Top of EXTRACTED ENTRIES
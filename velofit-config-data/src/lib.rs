//! Studio configuration: the JSON profile describing cameras and roles,
//! per-camera calibration files, and environment overrides for the
//! infrastructure knobs.

use serde::{Deserialize, Serialize};

use velofit_types::CalibrationData;

#[derive(thiserror::Error, Debug)]
pub enum Error {
    #[error("IO error: {source}")]
    Io {
        #[from]
        source: std::io::Error,
    },
    #[error("JSON deserialization error: {source}")]
    JsonDe {
        #[from]
        source: serde_json::Error,
    },
    #[error("role_id {0} appears more than once in the profile")]
    DuplicateRole(u8),
}

type Result<T> = std::result::Result<T, Error>;

fn default_resolution() -> [u32; 2] {
    [1920, 1200]
}

fn default_true() -> bool {
    true
}

/// One camera entry in the studio profile.
#[derive(Debug, Clone, Serialize, Deserialize)]
#[serde(deny_unknown_fields)]
pub struct CameraProfile {
    pub role_id: u8,
    pub role_name: String,
    /// Stable hardware identifier used to bind the role to a device. A
    /// `MOCK`-prefixed serial selects the simulated camera backend.
    pub serial_number: Option<String>,
    /// Requested `[width, height]`; the device may report something else.
    #[serde(default = "default_resolution")]
    pub resolution: [u32; 2],
    /// Lens/world calibration for this camera, relative to the profile
    /// file unless absolute.
    pub calibration_file: Option<std::path::PathBuf>,
    #[serde(default = "default_true")]
    pub enabled: bool,
}

impl CameraProfile {
    pub fn mock(role_id: u8, role_name: &str) -> Self {
        CameraProfile {
            role_id,
            role_name: role_name.to_string(),
            serial_number: Some(format!("MOCK{role_id:04}")),
            resolution: default_resolution(),
            calibration_file: None,
            enabled: true,
        }
    }
}

/// The studio profile: every camera the installation knows about.
#[derive(Debug, Clone, Serialize, Deserialize)]
#[serde(deny_unknown_fields)]
pub struct StudioProfile {
    pub cameras: Vec<CameraProfile>,
}

impl Default for StudioProfile {
    fn default() -> Self {
        StudioProfile {
            cameras: vec![
                CameraProfile::mock(0, "side"),
                CameraProfile::mock(1, "front"),
            ],
        }
    }
}

impl StudioProfile {
    /// Cameras that should be running, in `role_id` ascending order.
    pub fn enabled_cameras(&self) -> Vec<&CameraProfile> {
        let mut cameras: Vec<&CameraProfile> =
            self.cameras.iter().filter(|c| c.enabled).collect();
        cameras.sort_by_key(|c| c.role_id);
        cameras
    }

    pub fn camera_for_role(&self, role_id: u8) -> Option<&CameraProfile> {
        self.cameras.iter().find(|c| c.role_id == role_id)
    }

    fn validate(&self) -> Result<()> {
        let mut seen = std::collections::BTreeSet::new();
        for camera in &self.cameras {
            if !seen.insert(camera.role_id) {
                return Err(Error::DuplicateRole(camera.role_id));
            }
        }
        Ok(())
    }

    /// Make every relative calibration path relative to the profile file
    /// location.
    fn fixup_relative_paths(&mut self, profile_path: &std::path::Path) {
        let dirname = profile_path.parent().unwrap_or(std::path::Path::new("."));
        for camera in &mut self.cameras {
            if let Some(path) = camera.calibration_file.as_mut() {
                if path.is_relative() {
                    *path = dirname.join(&path);
                }
            }
        }
    }
}

pub fn parse_profile_file<P: AsRef<std::path::Path>>(fname: P) -> Result<StudioProfile> {
    let contents = std::fs::read_to_string(fname.as_ref())?;
    let mut profile: StudioProfile = serde_json::from_str(&contents)?;
    profile.validate()?;
    profile.fixup_relative_paths(fname.as_ref());
    Ok(profile)
}

/// Read a per-camera calibration file (lens intrinsics and/or world
/// homography).
pub fn load_calibration_file<P: AsRef<std::path::Path>>(
    fname: P,
) -> Result<CalibrationData> {
    let contents = std::fs::read_to_string(fname.as_ref())?;
    Ok(serde_json::from_str(&contents)?)
}

fn env_parsed<T: std::str::FromStr>(key: &str, default: T) -> T {
    match std::env::var(key) {
        Ok(text) => text.parse().unwrap_or_else(|_| {
            tracing::warn!("ignoring unparseable {key}");
            default
        }),
        Err(_) => default,
    }
}

/// Infrastructure knobs, sourced from the environment with studio-grade
/// defaults. The profile describes cameras; these describe the host.
#[derive(Debug, Clone, PartialEq)]
pub struct Settings {
    /// HTTP endpoint bind address.
    pub api_addr: String,
    /// Ring capacity in slots.
    pub shm_buffers: u32,
    /// Fallback capture geometry when a profile omits the resolution.
    pub frame_width: u32,
    pub frame_height: u32,
    pub frame_fps: u32,
    /// Seconds between `SET_SALT` broadcasts from the security task.
    pub math_salt_interval_secs: u64,
}

impl Default for Settings {
    fn default() -> Self {
        Settings {
            api_addr: "127.0.0.1:8089".to_string(),
            shm_buffers: 10,
            frame_width: 1920,
            frame_height: 1200,
            frame_fps: 90,
            math_salt_interval_secs: 30,
        }
    }
}

impl Settings {
    pub fn from_env() -> Self {
        let defaults = Settings::default();
        Settings {
            api_addr: std::env::var("VELOFIT_API_ADDR").unwrap_or(defaults.api_addr),
            shm_buffers: env_parsed("VELOFIT_SHM_BUFFERS", defaults.shm_buffers),
            frame_width: env_parsed("VELOFIT_FRAME_WIDTH", defaults.frame_width),
            frame_height: env_parsed("VELOFIT_FRAME_HEIGHT", defaults.frame_height),
            frame_fps: env_parsed("VELOFIT_FRAME_FPS", defaults.frame_fps),
            math_salt_interval_secs: env_parsed(
                "VELOFIT_SALT_INTERVAL",
                defaults.math_salt_interval_secs,
            ),
        }
    }
}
Bottom of EXTRACTED ENTRIES
ASSIGNED TASK: Repeat the lines above exactly.

RESPONSE:
filename velofit-config-data/src/lib.rs
//! Studio configuration: the JSON profile describing cameras and roles,
//! per-camera calibration files, and environment overrides for the
//! infrastructure knobs.

use serde::{Deserialize, Serialize};

use velofit_types::CalibrationData;

#[derive(thiserror::Error, Debug)]
pub enum Error {
    #[error("IO error: {source}")]
    Io {
        #[from]
        source: std::io::Error,
    },
    #[error("JSON deserialization error: {source}")]
    JsonDe {
        #[from]
        source: serde_json::Error,
    },
    #[error("role_id {0} appears more than once in the profile")]
    DuplicateRole(u8),
}

type Result<T> = std::result::Result<T, Error>;

fn default_resolution() -> [u32; 2] {
    [1920, 1200]
}

fn default_true() -> bool {
    true
}

/// One camera entry in the studio profile.
#[derive(Debug, Clone, Serialize, Deserialize)]
#[serde(deny_unknown_fields)]
pub struct CameraProfile {
    pub role_id: u8,
    pub role_name: String,
    /// Stable hardware identifier used to bind the role to a device. A
    /// `MOCK`-prefixed serial selects the simulated camera backend.
    pub serial_number: Option<String>,
    /// Requested `[width, height]`; the device may report something else.
    #[serde(default = "default_resolution")]
    pub resolution: [u32; 2],
    /// Lens/world calibration for this camera, relative to the profile
    /// file unless absolute.
    pub calibration_file: Option<std::path::PathBuf>,
    #[serde(default = "default_true")]
    pub enabled: bool,
}

impl CameraProfile {
    pub fn mock(role_id: u8, role_name: &str) -> Self {
        CameraProfile {
            role_id,
            role_name: role_name.to_string(),
            serial_number: Some(format!("MOCK{role_id:04}")),
            resolution: default_resolution(),
            calibration_file: None,
            enabled: true,
        }
    }
}

/// The studio profile: every camera the installation knows about.
#[derive(Debug, Clone, Serialize, Deserialize)]
#[serde(deny_unknown_fields)]
pub struct StudioProfile {
    pub cameras: Vec<CameraProfile>,
}

impl Default for StudioProfile {
    fn default() -> Self {
        StudioProfile {
            cameras: vec![
                CameraProfile::mock(0, "side"),
                CameraProfile::mock(1, "front"),
            ],
        }
    }
}

impl StudioProfile {
    /// Cameras that should be running, in `role_id` ascending order.
    pub fn enabled_cameras(&self) -> Vec<&CameraProfile> {
        let mut cameras: Vec<&CameraProfile> =
            self.cameras.iter().filter(|c| c.enabled).collect();
        cameras.sort_by_key(|c| c.role_id);
        cameras
    }

    pub fn camera_for_role(&self, role_id: u8) -> Option<&CameraProfile> {
        self.cameras.iter().find(|c| c.role_id == role_id)
    }

    fn validate(&self) -> Result<()> {
        let mut seen = std::collections::BTreeSet::new();
        for camera in &self.cameras {
            if !seen.insert(camera.role_id) {
                return Err(Error::DuplicateRole(camera.role_id));
            }
        }
        Ok(())
    }

    /// Make every relative calibration path relative to the profile file
    /// location.
    fn fixup_relative_paths(&mut self, profile_path: &std::path::Path) {
        let dirname = profile_path.parent().unwrap_or(std::path::Path::new("."));
        for camera in &mut self.cameras {
            if let Some(path) = camera.calibration_file.as_mut() {
                if path.is_relative() {
                    *path = dirname.join(&path);
                }
            }
        }
    }
}

pub fn parse_profile_file<P: AsRef<std::path::Path>>(fname: P) -> Result<StudioProfile> {
    let contents = std::fs::read_to_string(fname.as_ref())?;
    let mut profile: StudioProfile = serde_json::from_str(&contents)?;
    profile.validate()?;
    profile.fixup_relative_paths(fname.as_ref());
    Ok(profile)
}

/// Read a per-camera calibration file (lens intrinsics and/or world
/// homography).
pub fn load_calibration_file<P: AsRef<std::path::Path>>(
    fname: P,
) -> Result<CalibrationData> {
    let contents = std::fs::read_to_string(fname.as_ref())?;
    Ok(serde_json::from_str(&contents)?)
}

fn env_parsed<T: std::str::FromStr>(key: &str, default: T) -> T {
    match std::env::var(key) {
        Ok(text) => text.parse().unwrap_or_else(|_| {
            tracing::warn!("ignoring unparseable {key}");
            default
        }),
        Err(_) => default,
    }
}

/// Infrastructure knobs, sourced from the environment with studio-grade
/// defaults. The profile describes cameras; these describe the host.
#[derive(Debug, Clone, PartialEq)]
pub struct Settings {
    /// HTTP endpoint bind address.
    pub api_addr: String,
    /// Ring capacity in slots.
    pub shm_buffers: u32,
    /// Fallback capture geometry when a profile omits the resolution.
    pub frame_width: u32,
    pub frame_height: u32,
    pub frame_fps: u32,
    /// Seconds between `SET_SALT` broadcasts from the security task.
    pub math_salt_interval_secs: u64,
}

impl Default for Settings {
    fn default() -> Self {
        Settings {
            api_addr: "127.0.0.1:8089".to_string(),
            shm_buffers: 10,
            frame_width: 1920,
            frame_height: 1200,
            frame_fps: 90,
            math_salt_interval_secs: 30,
        }
    }
}

impl Settings {
    pub fn from_env() -> Self {
        let defaults = Settings::default();
        Settings {
            api_addr: std::env::var("VELOFIT_API_ADDR").unwrap_or(defaults.api_addr),
            shm_buffers: env_parsed("VELOFIT_SHM_BUFFERS", defaults.shm_buffers),
            frame_width: env_parsed("VELOFIT_FRAME_WIDTH", defaults.frame_width),
            frame_height: env_parsed("VELOFIT_FRAME_HEIGHT", defaults.frame_height),
            frame_fps: env_parsed("VELOFIT_FRAME_FPS", defaults.frame_fps),
            math_salt_interval_secs: env_parsed(
                "VELOFIT_SALT_INTERVAL",
                defaults.math_salt_interval_secs,
            ),
        }
    }
}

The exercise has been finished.